Dewan itu ada di bawah kendali Departemen Keamanan Dalam Negeri. Menurut Rcahel Marsden, pembentukan badan itu merupakan penghinaan terhadap hak warga negara.
Ulasan Panjang Rachel Marsden dipublikasikan di situs Russia Today, Jumat (6/5/2022). Berikut ini artikel Panjang Rachel, yang juga menelisik kebijakan di Kanada, Prancis, dan Inggris.
Baca juga: Media Barat Kompak Tutupi Sepak Terjang Batalyon Azov Neo-Nazi Ukraina
Baca juga: Kesaksian Pekerja Azovstal: Operasi Rusia Satu-satunya Cara Akhiri Neraka Ala Azov
Baca juga: Mengenal Resimen Azov, Kelompok Ekstremis yang Jadi Benteng Pertahanan Ukraina
Menurut Rachel, pembentukan badan baru yang menangani apa yang mereka sebut “disinformasi” lebih berorientasi pemolisian naratif warga.
Badan ini dipimpin mantan penasihat komunikasi Kementerian Luar Negeri Ukraina, Nina Jankowicz.
Konon tugas badan ini mengutip berita CBS News, mengatasi “disinformasi yang datang dari Rusia serta pesan menyesatkan tentang perbatasan AS-Meksiko.
Menariknya, dua masalah ini – imigrasi dan konflik asing – saat ini dipandang sebagai dua kegagalan paling signifikan Washington.
Kegagalan yang memunculkan perbedaan pendapat popular di masyarakat setempat. Jangan salah, perbedaan pendapat itulah yang menjadi target akhir.
Fakta mantan dokter pemerintah Ukraina dipandang sebagai orang terbaik untuk mengepalai badan ini menunjukkan tujuan sebenarnya.
Memuji Amerika Mencela Rusia
Jankowicz menerbitkan sebuah buku pada tahun 2020 yang judulnya menunjukkan dia percaya barat berada dalam perang online dengan Rusia.
Bukunya berjudul, “How to Lose the Information War: Russia, Fake News, and the Future of Conflict.”
Isi buku ini menggambarkan narasi barat sebagai kebenaran, dan narasi Rusia sebagai “berita palsu.”

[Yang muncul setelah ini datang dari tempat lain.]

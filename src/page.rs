/// Page markup sources for heatmap extraction
///
/// Rendering the player and waiting for the heatmap to settle happens outside
/// this crate. Fetchers only hand over the resulting markup, or say why they
/// could not.
use crate::error::{HeatmapError, HeatmapResult};
use async_trait::async_trait;
use reqwest::Client;
use scraper::{Html, Selector};
use std::path::PathBuf;
use std::time::Duration;
use tracing::{debug, info};
use url::Url;

const WATCH_URL: &str = "https://www.youtube.com/watch";

/// Build the watch page URL for a video ID
pub fn watch_url(video_id: &str) -> String {
    format!("{}?v={}", WATCH_URL, urlencoding::encode(video_id))
}

fn is_video_id(candidate: &str) -> bool {
    !candidate.is_empty()
        && candidate
            .chars()
            .all(|c| c.is_ascii_alphanumeric() || c == '-' || c == '_')
}

/// Extract the video ID from a bare ID or a watch/short/embed URL
pub fn parse_video_id(input: &str) -> Option<String> {
    let input = input.trim();

    let Ok(url) = Url::parse(input) else {
        return is_video_id(input).then(|| input.to_string());
    };

    let host = url.host_str().unwrap_or("");
    let mut segments = url.path_segments().into_iter().flatten().filter(|s| !s.is_empty());

    let id = if host.ends_with("youtu.be") {
        segments.next().map(str::to_string)
    } else if let Some((_, v)) = url.query_pairs().find(|(k, _)| k == "v") {
        Some(v.into_owned())
    } else {
        match segments.next() {
            Some("shorts") | Some("embed") | Some("live") => segments.next().map(str::to_string),
            _ => None,
        }
    };

    id.filter(|id| is_video_id(id))
}

/// `H:MM:SS` / `MM:SS` / `SS` as shown by the player
///
/// Only the leading field may exceed 59.
fn parse_clock(text: &str) -> Option<f64> {
    let parts: Vec<&str> = text.trim().split(':').collect();
    if parts.is_empty() || parts.len() > 3 {
        return None;
    }
    parts.iter().enumerate().try_fold(0.0, |acc, (i, part)| {
        let value: u32 = part.trim().parse().ok()?;
        if i > 0 && value >= 60 {
            return None;
        }
        Some(acc * 60.0 + value as f64)
    })
}

/// ISO-8601 durations of the form `PT1H2M3S` used in page metadata
fn parse_iso_duration(text: &str) -> Option<f64> {
    let rest = text.trim().strip_prefix("PT")?;
    let mut total = 0.0;
    let mut number = String::new();
    for c in rest.chars() {
        match c {
            '0'..='9' | '.' => number.push(c),
            'H' | 'M' | 'S' => {
                let value: f64 = number.parse().ok()?;
                number.clear();
                total += value
                    * match c {
                        'H' => 3600.0,
                        'M' => 60.0,
                        _ => 1.0,
                    };
            }
            _ => return None,
        }
    }
    number.is_empty().then_some(total)
}

/// Video duration in seconds as advertised by the page, if present
pub fn extract_duration(markup: &str) -> Option<f64> {
    let document = Html::parse_document(markup);

    let from_meta = Selector::parse(r#"meta[itemprop="duration"]"#)
        .ok()
        .and_then(|sel| {
            document
                .select(&sel)
                .filter_map(|el| el.value().attr("content"))
                .find_map(parse_iso_duration)
        });

    let from_player = || {
        Selector::parse("span.ytp-time-duration").ok().and_then(|sel| {
            document
                .select(&sel)
                .find_map(|el| parse_clock(&el.text().collect::<String>()))
        })
    };

    from_meta.or_else(from_player).filter(|d| *d > 0.0)
}

/// Supplies the page markup that holds a video's heatmap
#[async_trait]
pub trait PageFetcher: Send + Sync {
    async fn fetch(&self, video_id: &str) -> HeatmapResult<String>;
}

/// Reads pages previously saved by a browser session as `{dir}/{video_id}.html`
#[derive(Debug, Clone)]
pub struct SnapshotFetcher {
    dir: PathBuf,
}

impl SnapshotFetcher {
    pub fn new(dir: impl Into<PathBuf>) -> Self {
        Self { dir: dir.into() }
    }

    pub fn snapshot_path(&self, video_id: &str) -> PathBuf {
        self.dir.join(format!("{}.html", video_id))
    }

    /// Video IDs of every snapshot in the directory
    pub fn discover(&self) -> Vec<String> {
        let mut ids: Vec<String> = walkdir::WalkDir::new(&self.dir)
            .max_depth(1)
            .into_iter()
            .filter_map(|entry| entry.ok())
            .filter(|entry| entry.file_type().is_file())
            .filter(|entry| entry.path().extension().map_or(false, |ext| ext == "html"))
            .filter_map(|entry| entry.path().file_stem().map(|s| s.to_string_lossy().to_string()))
            .collect();
        ids.sort();
        ids
    }
}

#[async_trait]
impl PageFetcher for SnapshotFetcher {
    async fn fetch(&self, video_id: &str) -> HeatmapResult<String> {
        let path = self.snapshot_path(video_id);
        if !path.exists() {
            return Err(HeatmapError::not_found(format!("no page snapshot at {}", path.display())));
        }
        let markup = tokio::fs::read_to_string(&path).await?;
        debug!("📄 Read {} characters of markup from {}", markup.len(), path.display());
        Ok(markup)
    }
}

/// Fetches the watch page over HTTP
///
/// Plain HTTP does not run the player, so the heatmap is only present when an
/// upstream proxy serves rendered markup. A request that times out is reported
/// as [`HeatmapError::PreconditionTimeout`].
#[derive(Clone)]
pub struct HttpFetcher {
    client: Client,
    base_url: Option<String>,
}

impl HttpFetcher {
    pub fn new(timeout_seconds: u64, user_agent: &str) -> Self {
        let client = Client::builder()
            .timeout(Duration::from_secs(timeout_seconds))
            .user_agent(user_agent)
            .build()
            .unwrap_or_else(|_| Client::new());

        Self {
            client,
            base_url: None,
        }
    }

    /// Fetch `{base_url}/{video_id}` instead of the public watch page
    pub fn with_base_url(mut self, base_url: impl Into<String>) -> Self {
        self.base_url = Some(base_url.into());
        self
    }

    fn url_for(&self, video_id: &str) -> String {
        match &self.base_url {
            Some(base) => format!("{}/{}", base.trim_end_matches('/'), urlencoding::encode(video_id)),
            None => watch_url(video_id),
        }
    }
}

#[async_trait]
impl PageFetcher for HttpFetcher {
    async fn fetch(&self, video_id: &str) -> HeatmapResult<String> {
        let url = self.url_for(video_id);
        info!("🌐 Fetching page: {}", url);

        let classify = |e: reqwest::Error| {
            if e.is_timeout() {
                HeatmapError::PreconditionTimeout(format!("{}: {}", url, e))
            } else {
                HeatmapError::Fetch(format!("{}: {}", url, e))
            }
        };

        let response = self.client.get(&url).send().await.map_err(classify)?;
        if !response.status().is_success() {
            return Err(HeatmapError::Fetch(format!("HTTP error {}: {}", response.status(), url)));
        }

        response.text().await.map_err(classify)
    }
}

Melakukan hal itu mengaburkan fakta media arus utama barat pun tidak kebal terhadap penyebaran narasi yang dapat dianggap sebagai berita palsu atau propaganda perang.
Sementara itu, media Rusia sering menyediakan platform bagi mereka yang ingin mengekspresikan – atau mengakses – analisis perbedaan pendapat atau informasi yang berada di luar gelembung media barat.
Jelas, menurut Rachel Marsden, ada beberapa aspek demokrasi yang terganggu oleh ini.
Keinginan negara-negara barat memastikan warganya hanya diberi informasi yang mereka kendalikan, bukanlah hal baru.
Mungkin karena semakin otoriter agenda mereka, sentimen populis semakin meningkat dan memunculkan peristiwa seperti Brexit atau terpilihnya Donald Trump.
Juga semakin meningkatnya tren oposisi terhadap konflik yang didukung AS, kenaikan popularitas berbagai partai politik di Eropa.
Juga munculnya aksi demonstrasi menentang mandat pandemi, yang kebetulan dikaitkan kebijakan pelacakan berbasis QR yang dikeluarkan pemerintah.
Perbedaan pendapat adalah musuh ambisi otoriter. Gejala ini mulai terdeteksi dilakukan militer di Kanada, Inggris, dan Prancis.
Sekarang Kementerian Keamanan Dalam Negeri AS terlibat pemolisian naratif warganya. Mereka berusaha memastikan kepatuhan warga negara atas agenda mereka sendiri.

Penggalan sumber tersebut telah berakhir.